Exercise directions: Go to the line in the entries below that holds "e.emit_ret()?;" and repeat exactly from there through the line that holds "fn ldp_x21_x30(e: &mut", inclusive.

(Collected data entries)

☆ ☆ ☆

//! [`JitContext`]: the `rv64-jit` crate's [`JitBackend`] implementation.
//! Owns the code arena, the one-time trampoline that bridges AAPCS64 Rust
//! code into a pinned-register translated block, and the host-owned
//! exit-flag cell a translated block's inline bounds-check failure writes
//! through.

use rv64_core::blockcache::{BlockCache, PendingFixups};
use rv64_core::decode::{self, OP_SYSTEM};
use rv64_core::fault::Fault;
use rv64_core::memory::GuestMemory;
use rv64_core::regs::RegisterFile;
use rv64_core::vm::{JitBackend, JitBlockOutcome, JitTranslateError};

use crate::arena::CodeArena;
use crate::emit::Emitter;
use crate::translate::translate_block;

/// ECALL's 12-bit immediate (`funct12`) encodes as `0` in `imm` once the
/// I-type sign extension runs; `OP_SYSTEM` plus `funct3 == 0` and
/// `imm == 0` is the full ECALL pattern the interpreter recognizes.
fn is_ecall(inst: &decode::DecodedInstruction) -> bool {
    inst.opcode == OP_SYSTEM && inst.funct3 == 0 && inst.imm == 0
}

/// Signature of a translated block once the trampoline has set up the
/// pinned registers: `(state_ptr, mem_ptr, exit_flag_ptr)`. The block
/// itself takes no arguments — the trampoline's `BLR` target is reached
/// with `X19`/`X20`/`X21` already loaded — but the trampoline's own
/// C-callable entry point takes these three plus the block's address so
/// it can be one fixed piece of code serving every block.
type TrampolineFn = unsafe extern "C" fn(*mut u64, *mut u8, *mut u64, *const ()) -> ();

/// The template JIT: translates guest basic blocks into the arena on
/// first encounter, and re-enters already-translated blocks directly.
pub struct JitContext {
    arena: CodeArena,
    trampoline_offset: u32,
    /// Host-owned exit-flag cell. A translated block's pinned `X21`
    /// points at this for its whole run; cleared before each entry,
    /// inspected after. `Box` gives it a stable address independent of
    /// `JitContext`'s own location.
    exit_flag: Box<u64>,
}

impl JitContext {
    pub fn new() -> Result<Self, JitTranslateError> {
        let mut arena = CodeArena::new().map_err(|_| JitTranslateError::ArenaFull)?;
        let trampoline_offset = emit_trampoline(&mut arena).map_err(|_| JitTranslateError::ArenaFull)?;
        Ok(Self { arena, trampoline_offset, exit_flag: Box::new(0) })
    }

    fn trampoline(&self) -> TrampolineFn {
        let ptr = self.arena.entry_ptr(self.trampoline_offset);
        // SAFETY: `emit_trampoline` wrote a valid AAPCS64-compliant entry
        // point at this offset and the arena is RWX for its whole life.
        unsafe { std::mem::transmute::<*const (), TrampolineFn>(ptr) }
    }
}

impl JitBackend for JitContext {
    fn run_block(
        &mut self,
        cache: &mut BlockCache,
        fixups: &mut PendingFixups,
        regs: &mut RegisterFile,
        mem: &mut GuestMemory,
    ) -> Result<JitBlockOutcome, JitTranslateError> {
        let entry_pc = regs.pc;

        // The JIT never translates a block beginning with ECALL — the
        // interpreter's ECALL bridge (SBI/syscall dispatch) has no
        // machine-code equivalent in the arena.
        if let Ok(first) = decode::decode(mem, entry_pc) {
            if is_ecall(&first) {
                return Err(JitTranslateError::EcallAtEntry);
            }
        } else {
            return Err(JitTranslateError::Undecodable);
        }

        let offset = match cache.lookup(entry_pc) {
            Some(offset) => offset,
            None => translate_block(&mut self.arena, mem, cache, fixups, entry_pc)?,
        };

        *self.exit_flag = 0;
        let entry = self.arena.entry_ptr(offset);
        let trampoline = self.trampoline();
        let state_ptr = regs.state_ptr();
        let mem_ptr = mem.base_ptr();
        let exit_ptr: *mut u64 = &mut *self.exit_flag;

        // SAFETY: `state_ptr`/`mem_ptr` point at the live `RegisterFile`/
        // `GuestMemory` borrowed for this call; the translated block and
        // the trampoline only read/write within the bounds the inlined
        // translator already checked, or write through `exit_ptr`/the
        // state's PC slot on failure.
        unsafe {
            trampoline(state_ptr, mem_ptr, exit_ptr, entry);
        }

        if *self.exit_flag != 0 {
            Ok(JitBlockOutcome::Faulted(Fault::InvalidMemoryAccess))
        } else {
            Ok(JitBlockOutcome::Completed)
        }
    }
}

/// Emit the one-time trampoline: an AAPCS64-compliant shim that loads the
/// three pinned registers from its arguments, calls the translated block
/// in `X3`, and restores its own callee-saved registers before
/// returning. Translated blocks need no prologue of their own — they
/// inherit `X19`/`X20`/`X21` already set up — and simply `RET` to come
/// back here.
fn emit_trampoline(arena: &mut CodeArena) -> Result<u32, crate::arena::ArenaError> {
    let mut e = Emitter::new(arena);
    let offset = e.arena.cursor();

    // Save callee-saved X19-X21 and our own LR (X30) on the stack before
    // clobbering them with the block's pinned state.
    e.emit_sub_imm(31, 31, 32)?; // sub sp, sp, #32 (SP is index 31 in this encoding class)
    stp_x19_x20(&mut e, 31, 0)?;
    stp_x21_x30(&mut e, 31, 16)?;

    e.emit_mov_reg(19, 0)?; // x19 = state_ptr (x0)
    e.emit_mov_reg(20, 1)?; // x20 = mem_ptr (x1)
    e.emit_mov_reg(21, 2)?; // x21 = exit_ptr (x2)
    e.emit_blr(3)?; // blr x3 (x3 = block entry)

    ldp_x19_x20(&mut e, 31, 0)?;
    ldp_x21_x30(&mut e, 31, 16)?;
    e.emit_add_imm(31, 31, 32)?; // add sp, sp, #32
    e.emit_ret()?;

    Ok(offset)
}

/// `STP Xt1, Xt2, [Xn, #imm]` (signed offset, scaled by 8) — used only by
/// the trampoline's fixed save/restore sequence, not exposed through
/// [`Emitter`] since no translated block ever needs a pair instruction.
fn stp_x19_x20(e: &mut Emitter<'_>, rn: u32, imm7_scaled: u32) -> Result<u32, crate::arena::ArenaError> {
    let imm7 = (imm7_scaled / 8) & 0x7F;
    e.arena.emit_u32(0xA900_0000 | (imm7 << 15) | (20 << 10) | (rn << 5) | 19)
}

fn stp_x21_x30(e: &mut Emitter<'_>, rn: u32, imm7_scaled: u32) -> Result<u32, crate::arena::ArenaError> {
    let imm7 = (imm7_scaled / 8) & 0x7F;
    e.arena.emit_u32(0xA900_0000 | (imm7 << 15) | (30 << 10) | (rn << 5) | 21)
}

fn ldp_x19_x20(e: &mut Emitter<'_>, rn: u32, imm7_scaled: u32) -> Result<u32, crate::arena::ArenaError> {
    let imm7 = (imm7_scaled / 8) & 0x7F;
    e.arena.emit_u32(0xA940_0000 | (imm7 << 15) | (20 << 10) | (rn << 5) | 19)
}

fn ldp_x21_x30(e: &mut Emitter<'_>, rn: u32, imm7_scaled: u32) -> Result<u32, crate::arena::ArenaError> {
    let imm7 = (imm7_scaled / 8) & 0x7F;
    e.arena.emit_u32(0xA940_0000 | (imm7 << 15) | (30 << 10) | (rn << 5) | 21)
}

#[cfg(test)]
mod tests {
    use super::*;
    use rv64_core::memory::{DEFAULT_MEMORY_SIZE, FRAMEBUFFER_SIZE};

    #[test]
    fn ecall_at_entry_is_rejected_before_translation() {
        let mut ctx = JitContext::new().unwrap();
        let mut cache = BlockCache::new();
        let mut fixups = PendingFixups::new();
        let mut regs = RegisterFile::new();
        let mut mem = GuestMemory::new(DEFAULT_MEMORY_SIZE, FRAMEBUFFER_SIZE);
        mem.write32(0, 0x0000_0073).unwrap(); // ecall
        regs.pc = 0;

        let err = ctx.run_block(&mut cache, &mut fixups, &mut regs, &mut mem).unwrap_err();
        assert_eq!(err, JitTranslateError::EcallAtEntry);
        assert_eq!(cache.len(), 0);
    }

    #[test]
    fn simple_addi_block_runs_and_advances_pc() {
        let mut ctx = JitContext::new().unwrap();
        let mut cache = BlockCache::new();
        let mut fixups = PendingFixups::new();
        let mut regs = RegisterFile::new();
        let mut mem = GuestMemory::new(DEFAULT_MEMORY_SIZE, FRAMEBUFFER_SIZE);
        // addi x5, x0, 7; ecall (block ends at the ecall without
        // translating it — BailBeforeThis at the second instruction).
        mem.write32(0, 0x0070_0293).unwrap();
        mem.write32(4, 0x0000_0073).unwrap();
        regs.pc = 0;

        let outcome = ctx.run_block(&mut cache, &mut fixups, &mut regs, &mut mem).unwrap();
        assert_eq!(outcome, JitBlockOutcome::Completed);
        assert_eq!(regs.get(5), 7);
        assert_eq!(regs.pc, 4);
        assert_eq!(cache.len(), 1);
    }

    #[test]
    fn out_of_bounds_store_reports_fault_with_resume_pc() {
        let mut ctx = JitContext::new().unwrap();
        let mut cache = BlockCache::new();
        let mut fixups = PendingFixups::new();
        let mut regs = RegisterFile::new();
        let mut mem = GuestMemory::new(DEFAULT_MEMORY_SIZE, FRAMEBUFFER_SIZE);
        // lui x5, 0xfffff (x5 = 0xffff_f000, far outside every window)
        // sw x0, 0(x5)
        mem.write32(0, 0xFFFF_F2B7).unwrap();
        mem.write32(4, 0x0002_A023).unwrap();
        regs.pc = 0;

        let outcome = ctx.run_block(&mut cache, &mut fixups, &mut regs, &mut mem).unwrap();
        assert_eq!(outcome, JitBlockOutcome::Faulted(Fault::InvalidMemoryAccess));
        assert_eq!(regs.pc, 4);
    }

    #[test]
    fn second_call_reuses_cached_block() {
        let mut ctx = JitContext::new().unwrap();
        let mut cache = BlockCache::new();
        let mut fixups = PendingFixups::new();
        let mut regs = RegisterFile::new();
        let mut mem = GuestMemory::new(DEFAULT_MEMORY_SIZE, FRAMEBUFFER_SIZE);
        mem.write32(0, 0x0070_0293).unwrap();
        mem.write32(4, 0x0000_0073).unwrap();
        regs.pc = 0;

        ctx.run_block(&mut cache, &mut fixups, &mut regs, &mut mem).unwrap();
        regs.pc = 0;
        regs.set(5, 0);
        ctx.run_block(&mut cache, &mut fixups, &mut regs, &mut mem).unwrap();
        assert_eq!(regs.get(5), 7);
        assert_eq!(cache.len(), 1);
    }
}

☆ ☆ ☆

Task output:
    e.emit_ret()?;

    Ok(offset)
}

/// `STP Xt1, Xt2, [Xn, #imm]` (signed offset, scaled by 8) — used only by
/// the trampoline's fixed save/restore sequence, not exposed through
/// [`Emitter`] since no translated block ever needs a pair instruction.
fn stp_x19_x20(e: &mut Emitter<'_>, rn: u32, imm7_scaled: u32) -> Result<u32, crate::arena::ArenaError> {
    let imm7 = (imm7_scaled / 8) & 0x7F;
    e.arena.emit_u32(0xA900_0000 | (imm7 << 15) | (20 << 10) | (rn << 5) | 19)
}

fn stp_x21_x30(e: &mut Emitter<'_>, rn: u32, imm7_scaled: u32) -> Result<u32, crate::arena::ArenaError> {
    let imm7 = (imm7_scaled / 8) & 0x7F;
    e.arena.emit_u32(0xA900_0000 | (imm7 << 15) | (30 << 10) | (rn << 5) | 21)
}

fn ldp_x19_x20(e: &mut Emitter<'_>, rn: u32, imm7_scaled: u32) -> Result<u32, crate::arena::ArenaError> {
    let imm7 = (imm7_scaled / 8) & 0x7F;
    e.arena.emit_u32(0xA940_0000 | (imm7 << 15) | (20 << 10) | (rn << 5) | 19)
}

fn ldp_x21_x30(e: &mut Emitter<'_>, rn: u32, imm7_scaled: u32) -> Result<u32, crate::arena::ArenaError> {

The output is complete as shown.